(PROVIDED ENTRIES Opens)

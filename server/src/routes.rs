use std::sync::Arc;

use axum::{
    body::Bytes,
    extract::{Path, State},
    http::StatusCode,
    routing::get,
    Json, Router,
};
use serde::{de::DeserializeOwned, Deserialize, Deserializer, Serialize};
use tower_http::{cors::CorsLayer, trace::TraceLayer};

use crate::error::ApiError;
use crate::store::{Todo, TodoStore};

pub const API_BASE: &str = "/api/v1";

/// Body of `POST /todos`. A missing or null `content` is an empty todo.
#[derive(Debug, Default, Serialize, Deserialize)]
pub struct CreateTodo {
    #[serde(default, deserialize_with = "null_as_default")]
    pub content: String,
}

/// Body of `PUT /todos/{id}`. Both fields are written; missing or null ones
/// take their defaults.
#[derive(Debug, Default, Serialize, Deserialize)]
pub struct UpdateTodo {
    #[serde(default, deserialize_with = "null_as_default")]
    pub content: String,
    #[serde(default, deserialize_with = "null_as_default")]
    pub done: bool,
}

fn null_as_default<'de, D, T>(deserializer: D) -> Result<T, D::Error>
where
    D: Deserializer<'de>,
    T: Deserialize<'de> + Default,
{
    Ok(Option::<T>::deserialize(deserializer)?.unwrap_or_default())
}

type Store = State<Arc<TodoStore>>;

/// Build the router with every todo endpoint nested under `/api/v1`.
pub fn build_router(store: Arc<TodoStore>, cors: bool) -> Router {
    let todos = Router::new()
        .route("/todos", get(list_todos).post(create_todo))
        .route(
            "/todos/{id}",
            get(get_todo).put(update_todo).delete(delete_todo),
        )
        .with_state(store);

    let mut router = Router::new()
        .nest(API_BASE, todos)
        .layer(TraceLayer::new_for_http());
    if cors {
        router = router.layer(CorsLayer::permissive());
    }
    router
}

/// Decode a JSON body whatever its `Content-Type`. A literal `null` body
/// decodes to the default value.
fn decode<T: DeserializeOwned + Default>(body: &[u8]) -> Result<T, ApiError> {
    match serde_json::from_slice::<Option<T>>(body) {
        Ok(value) => Ok(value.unwrap_or_default()),
        Err(err) => {
            tracing::warn!(error = %err, "rejected request body");
            Err(err.into())
        }
    }
}

async fn list_todos(State(store): Store) -> Json<Vec<Todo>> {
    Json(store.list().await)
}

async fn get_todo(State(store): Store, Path(id): Path<String>) -> Result<Json<Todo>, ApiError> {
    let todo = store.get(&id).await.inspect_err(|_| {
        tracing::debug!(%id, "todo not found");
    })?;
    Ok(Json(todo))
}

async fn create_todo(
    State(store): Store,
    body: Bytes,
) -> Result<Json<Todo>, ApiError> {
    let input: CreateTodo = decode(&body)?;
    let todo = store.create(input.content).await;
    tracing::info!(id = %todo.id, "created todo");
    Ok(Json(todo))
}

async fn update_todo(
    State(store): Store,
    Path(id): Path<String>,
    body: Bytes,
) -> Result<StatusCode, ApiError> {
    let input: UpdateTodo = decode(&body)?;
    store
        .update(&id, input.content, input.done)
        .await
        .inspect_err(|_| tracing::debug!(%id, "update of unknown todo"))?;
    tracing::info!(%id, done = input.done, "updated todo");
    Ok(StatusCode::NO_CONTENT)
}

async fn delete_todo(State(store): Store, Path(id): Path<String>) -> Result<StatusCode, ApiError> {
    store
        .delete(&id)
        .await
        .inspect_err(|_| tracing::debug!(%id, "delete of unknown todo"))?;
    tracing::info!(%id, "deleted todo");
    Ok(StatusCode::NO_CONTENT)
}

(PROVIDED ENTRIES Closes)

→ DESCRIPTION OF THE TASK
Return every line above that contains the word "Path".

→ ANSWER SECTION
    extract::{Path, State},
async fn get_todo(State(store): Store, Path(id): Path<String>) -> Result<Json<Todo>, ApiError> {
    Path(id): Path<String>,
async fn delete_todo(State(store): Store, Path(id): Path<String>) -> Result<StatusCode, ApiError> {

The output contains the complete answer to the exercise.